The goal of a business leader: find the least risky project mix that still satisfies other criteria - such as expected and/or minimum cash flow, or overall combined ROI.
Here are a few examples of what a project portfolio looks like to business leaders in various industries:
- Pharmaceuticals: A pharmaceutical company is running several clinical trials for new drugs. Each one of these trials is a project; they have different likelihoods of success and different possible payoffs.
- Oil/Energy Exploration: An oil company is drilling multiple wells where they believe significant oil deposits will be found. Each of these oil wells is a project, each has risks and payoffs.
- Investing: A portfolio of stocks or bonds or securities is also a mix where you want the least risky mix of stocks that will achieve some objective/rate of return.
Despite the industry differences, there are common analytical techniques that business leaders can apply to find the optimal set of trade-offs across such a portfolio of projects. The goal: create an “efficient portfolio” of projects that are less risky than the individual projects, that delivers a desirable total cash flow or rate of return. This problem can be tackled with optimization, and when there are multiple uncertainties, simulation and optimization.

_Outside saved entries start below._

//! Aggregate result: one question with its answers and comments

use super::PostId;
use super::answer::Answer;
use super::comment::Comment;
use super::question::Question;
use serde::{Deserialize, Serialize};
use std::collections::BTreeMap;

/// Comments attached to a question and to each of its answers (Value Object)
///
/// `answers` is keyed by answer id. Keys are exactly the ids of the answers held
/// by the owning [`AggregateResult`].
#[derive(Debug, Clone, Default, PartialEq, Serialize, Deserialize)]
pub struct CommentBundle {
    pub question: Vec<Comment>,
    pub answers: BTreeMap<PostId, Vec<Comment>>,
}

impl CommentBundle {
    pub fn new(question: Vec<Comment>, answers: BTreeMap<PostId, Vec<Comment>>) -> Self {
        Self { question, answers }
    }

    /// Comments for one answer, empty when the answer has none
    pub fn for_answer(&self, answer_id: PostId) -> &[Comment] {
        self.answers
            .get(&answer_id)
            .map(Vec::as_slice)
            .unwrap_or_default()
    }
}

/// A question bundled with its fetched answers and optional comments
///
/// The aggregate is the sole owner of its answers; nothing is shared between
/// aggregates.
#[derive(Debug, Clone, PartialEq, Serialize, Deserialize)]
pub struct AggregateResult {
    pub question: Question,
    pub answers: Vec<Answer>,
    pub comments: Option<CommentBundle>,
}

impl AggregateResult {
    pub fn new(question: Question, answers: Vec<Answer>, comments: Option<CommentBundle>) -> Self {
        Self {
            question,
            answers,
            comments,
        }
    }

    /// The accepted answer, if it was among the fetched answers
    pub fn accepted_answer(&self) -> Option<&Answer> {
        self.answers.iter().find(|a| a.is_accepted)
    }

    /// Check the parent/child invariants of the tree.
    ///
    /// Every answer points at this question, every question comment points at
    /// this question, and the bundle has one entry per answer (and no others)
    /// whose comments point at that answer.
    pub fn is_consistent(&self) -> bool {
        let id = self.question.question_id;
        if self.answers.iter().any(|a| a.question_id != id) {
            return false;
        }

        let Some(bundle) = &self.comments else {
            return true;
        };

        if bundle.question.iter().any(|c| c.post_id != id) {
            return false;
        }

        let answer_ok = |answer: &Answer| {
            let comments = bundle.answers.get(&answer.answer_id);
            comments.is_some_and(|cs| cs.iter().all(|c| c.post_id == answer.answer_id))
        };
        bundle.answers.len() == self.answers.len() && self.answers.iter().all(answer_ok)
    }
}
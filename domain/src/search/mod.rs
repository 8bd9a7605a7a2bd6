//! Search filter value objects.

pub mod filters;
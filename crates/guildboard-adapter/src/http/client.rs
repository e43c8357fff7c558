/*
[INPUT]:  HTTP configuration (base URL, timeouts)
[OUTPUT]: Configured reqwest client ready for backend calls
[POS]:    HTTP layer - core client implementation
[UPDATE]: When adding connection options or changing client behavior
*/

use crate::http::{CONNECT_FALLBACK_MESSAGE, GuildboardError, Result};
use reqwest::{Client, Method, RequestBuilder, Url};
use serde::de::DeserializeOwned;
use std::time::Duration;
use tracing::{debug, warn};

/// Default backend base URL
const API_BASE_URL: &str = "http://localhost:8080";

/// HTTP client configuration
#[derive(Debug, Clone)]
pub struct ClientConfig {
    pub timeout: Duration,
    pub connect_timeout: Duration,
}

impl Default for ClientConfig {
    fn default() -> Self {
        Self {
            timeout: Duration::from_secs(30),
            connect_timeout: Duration::from_secs(10),
        }
    }
}

/// Main HTTP client for the bot backend
#[derive(Debug, Clone)]
pub struct GuildboardClient {
    http_client: Client,
    base_url: Url,
}

impl GuildboardClient {
    /// Create a new client with default configuration
    pub fn new() -> Result<Self> {
        Self::with_config(ClientConfig::default())
    }

    /// Create a new client with custom configuration
    pub fn with_config(config: ClientConfig) -> Result<Self> {
        Self::with_config_and_base_url(config, API_BASE_URL)
    }

    /// Create a new client against a custom backend
    ///
    /// The base URL may carry a path prefix (e.g. `https://host/api`);
    /// endpoints are resolved relative to it.
    pub fn with_config_and_base_url(config: ClientConfig, base_url: &str) -> Result<Self> {
        let http_client = Client::builder()
            .timeout(config.timeout)
            .connect_timeout(config.connect_timeout)
            .build()?;

        let mut base = base_url.trim().to_string();
        if !base.ends_with('/') {
            base.push('/');
        }

        Ok(Self {
            http_client,
            base_url: Url::parse(&base)?,
        })
    }

    /// Backend base URL requests are resolved against
    pub fn base_url(&self) -> &Url {
        &self.base_url
    }

    /// Build full URL for an endpoint
    fn url(&self, endpoint: &str) -> Result<Url> {
        Ok(self.base_url.join(endpoint.trim_start_matches('/'))?)
    }

    /// Build request builder for an endpoint
    pub(crate) fn request(&self, method: Method, endpoint: &str) -> Result<RequestBuilder> {
        let url = self.url(endpoint)?;
        debug!(%method, %url, "backend request");
        Ok(self.http_client.request(method, url))
    }

    /// Send a request and decode the JSON body
    ///
    /// Non-success statuses become [`GuildboardError::Api`] carrying the
    /// backend's `body` message.
    pub(crate) async fn send_json<T: DeserializeOwned>(&self, builder: RequestBuilder) -> Result<T> {
        let response = builder.send().await?;
        let status = response.status();
        let text = response.text().await?;

        if !status.is_success() {
            let message = error_message(&text);
            warn!(status = status.as_u16(), %message, "backend returned error");
            return Err(GuildboardError::api_error(status, message));
        }

        serde_json::from_str(&text).map_err(|err| {
            warn!(error = %err, "failed to decode backend response");
            GuildboardError::from(err)
        })
    }
}

/// Extract the human-readable reason from an error body
fn error_message(text: &str) -> String {
    if let Ok(value) = serde_json::from_str::<serde_json::Value>(text) {
        match value.get("body") {
            Some(serde_json::Value::String(body)) => return body.clone(),
            Some(serde_json::Value::Null) | None => {}
            Some(other) => return other.to_string(),
        }
    }

    let trimmed = text.trim();
    if trimmed.is_empty() {
        CONNECT_FALLBACK_MESSAGE.to_string()
    } else {
        trimmed.to_string()
    }
}
/*
[INPUT]:  JSON-RPC endpoint URL, contract and owner addresses
[OUTPUT]: Raw and formatted ERC-20 balances
[POS]:    RPC layer - JSON-RPC transport over reqwest
[UPDATE]: When adding RPC methods or changing request framing
*/

use std::sync::atomic::{AtomicU64, Ordering};

use alloy_primitives::U256;
use reqwest::{Client, Url};
use serde_json::json;
use tracing::{debug, warn};

use crate::http::{ClientConfig, GuildboardError, Result};
use crate::rpc::abi::{decode_uint256, encode_balance_of, format_ether, parse_address};
use crate::types::{CallRequest, JsonRpcRequest, JsonRpcResponse};

/// Public BNB Smart Chain endpoint
pub const DEFAULT_RPC_URL: &str = "https://bsc-dataseed.binance.org/";

/// Read-only JSON-RPC client for EVM chains
#[derive(Debug)]
pub struct EvmRpcClient {
    http_client: Client,
    url: Url,
    next_id: AtomicU64,
}

impl EvmRpcClient {
    /// Create a client against the default endpoint
    pub fn new() -> Result<Self> {
        Self::with_url(ClientConfig::default(), DEFAULT_RPC_URL)
    }

    pub fn with_url(config: ClientConfig, url: &str) -> Result<Self> {
        let http_client = Client::builder()
            .timeout(config.timeout)
            .connect_timeout(config.connect_timeout)
            .build()?;

        Ok(Self {
            http_client,
            url: Url::parse(url)?,
            next_id: AtomicU64::new(1),
        })
    }

    pub fn url(&self) -> &Url {
        &self.url
    }

    /// `eth_call` against the latest block, returning the hex result
    pub async fn eth_call(&self, call: CallRequest) -> Result<String> {
        let id = self.next_id.fetch_add(1, Ordering::Relaxed);
        let request = JsonRpcRequest::new(id, "eth_call", json!([call, "latest"]));
        debug!(id, to = %call.to, url = %self.url, "eth_call");

        let response = self.http_client.post(self.url.clone()).json(&request).send().await?;
        let status = response.status();
        if !status.is_success() {
            let text = response.text().await.unwrap_or_default();
            warn!(status = status.as_u16(), "rpc endpoint returned error status");
            return Err(GuildboardError::api_error(status, text));
        }

        let body: JsonRpcResponse<String> = response.json().await?;
        if let Some(error) = body.error {
            warn!(code = error.code, message = %error.message, "rpc error");
            return Err(GuildboardError::Rpc {
                code: error.code,
                message: error.message,
            });
        }

        body.result
            .ok_or_else(|| GuildboardError::InvalidResponse("rpc response without result".to_string()))
    }

    /// ERC-20 `balanceOf(owner)` in the token's smallest unit
    pub async fn balance_of(&self, contract: &str, owner: &str) -> Result<U256> {
        let contract = parse_address(contract)?;
        let owner = parse_address(owner)?;

        let call = CallRequest {
            to: format!("0x{}", hex::encode(contract.as_slice())),
            data: encode_balance_of(&owner),
        };
        let result = self.eth_call(call).await?;
        decode_uint256(&result)
    }

    /// ERC-20 balance converted from wei to an ether-denominated string
    pub async fn token_balance(&self, contract: &str, owner: &str) -> Result<String> {
        let wei = self.balance_of(contract, owner).await?;
        Ok(format_ether(wei))
    }
}

#[cfg(test)]
mod tests {
    use super::*;
    use wiremock::matchers::{body_partial_json, method};
    use wiremock::{Mock, MockServer, ResponseTemplate};

    const CONTRACT: &str = "0x55d398326f99059fF775485246999027B3197955";
    const OWNER: &str = "0xf39Fd6e51aad88F6F4ce6aB8827279cffFb92266";

    fn client_for(server: &MockServer) -> EvmRpcClient {
        EvmRpcClient::with_url(ClientConfig::default(), &server.uri()).expect("client init")
    }

    #[tokio::test]
    async fn test_token_balance() {
        let server = MockServer::start().await;
        let _mock = Mock::given(method("POST"))
            .and(body_partial_json(json!({
                "jsonrpc": "2.0",
                "method": "eth_call",
                "params": [{
                    "to": "0x55d398326f99059ff775485246999027b3197955",
                    "data": "0x70a08231000000000000000000000000f39fd6e51aad88f6f4ce6ab8827279cfffb92266"
                }, "latest"]
            })))
            .respond_with(ResponseTemplate::new(200).set_body_json(json!({
                "jsonrpc": "2.0",
                "id": 1,
                "result": "0x00000000000000000000000000000000000000000000000014d1120d7b160000"
            })))
            .expect(1)
            .mount(&server)
            .await;

        let balance = client_for(&server)
            .token_balance(CONTRACT, OWNER)
            .await
            .expect("token_balance failed");
        assert_eq!(balance, "1.5");
    }

    #[tokio::test]
    async fn test_rpc_error_object() {
        let server = MockServer::start().await;
        let _mock = Mock::given(method("POST"))
            .respond_with(ResponseTemplate::new(200).set_body_json(json!({
                "jsonrpc": "2.0",
                "id": 1,
                "error": {"code": -32000, "message": "execution reverted"}
            })))
            .mount(&server)
            .await;

        let err = client_for(&server)
            .balance_of(CONTRACT, OWNER)
            .await
            .expect_err("should fail");
        assert!(matches!(err, GuildboardError::Rpc { code: -32000, .. }));
    }

    #[tokio::test]
    async fn test_invalid_owner_never_hits_network() {
        let server = MockServer::start().await;
        let _mock = Mock::given(method("POST"))
            .respond_with(ResponseTemplate::new(500))
            .expect(0)
            .mount(&server)
            .await;

        let err = client_for(&server)
            .balance_of(CONTRACT, "not-an-address")
            .await
            .expect_err("should fail");
        assert!(matches!(err, GuildboardError::InvalidAddress { .. }));
    }
}
/*
[INPUT]:  Public API exports for guildboard-admin crate
[OUTPUT]: Module declarations and public re-exports
[POS]:    Crate root - library entry point
[UPDATE]: When adding new modules or public exports
*/

pub mod balance;
pub mod config;
pub mod logging;
pub mod notify;
pub mod settings;
pub mod whitelist;

// Re-export main types for convenience
pub use balance::TokenBalance;
pub use config::AdminConfig;
pub use notify::{ConsoleNotifier, Notifier, RecordingNotifier, Toast, ToastColor};
pub use settings::ServerModulePage;
pub use whitelist::WhitelistService;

Why a “Project Portfolio” is like a Stock Portfolio
Business leaders are generally familiar with the idea of a “portfolio of stocks.” Most of us are using this concept of portfolio investing in our retirement savings. Many companies own a portfolio of assets or products, with the idea that the combined strength of these assets will outperform the individual assets.
Creating a portfolio of projects has strong similarities to creating a portfolio of stocks. With a diversified portfolio of stocks, you are ideally helping to manage the risks compared to investing in an individual stock. Risks are present with each stock, but the risks of one stock can offset the risks of another. The key idea is to identify risks that can offset each other, and take advantage of these in constructing the portfolio.
A classic example: an oil company’s profits are highly sensitive to the price of oil. So, when the price of oil goes down, the oil company’s stock likely goes down. However, airline stock prices are inversely correlated to the price of oil. Jet fuel accounts for close to 50% of the cost of each airline flight, so when the price of oil goes down, airline stock prices tend to go up, and vice versa. Hence, if you want to offset the risk of declines in the price of oil, you can combine oil company stock and airline stock in the same portfolio. That's the basic idea of offsetting risks in a portfolio.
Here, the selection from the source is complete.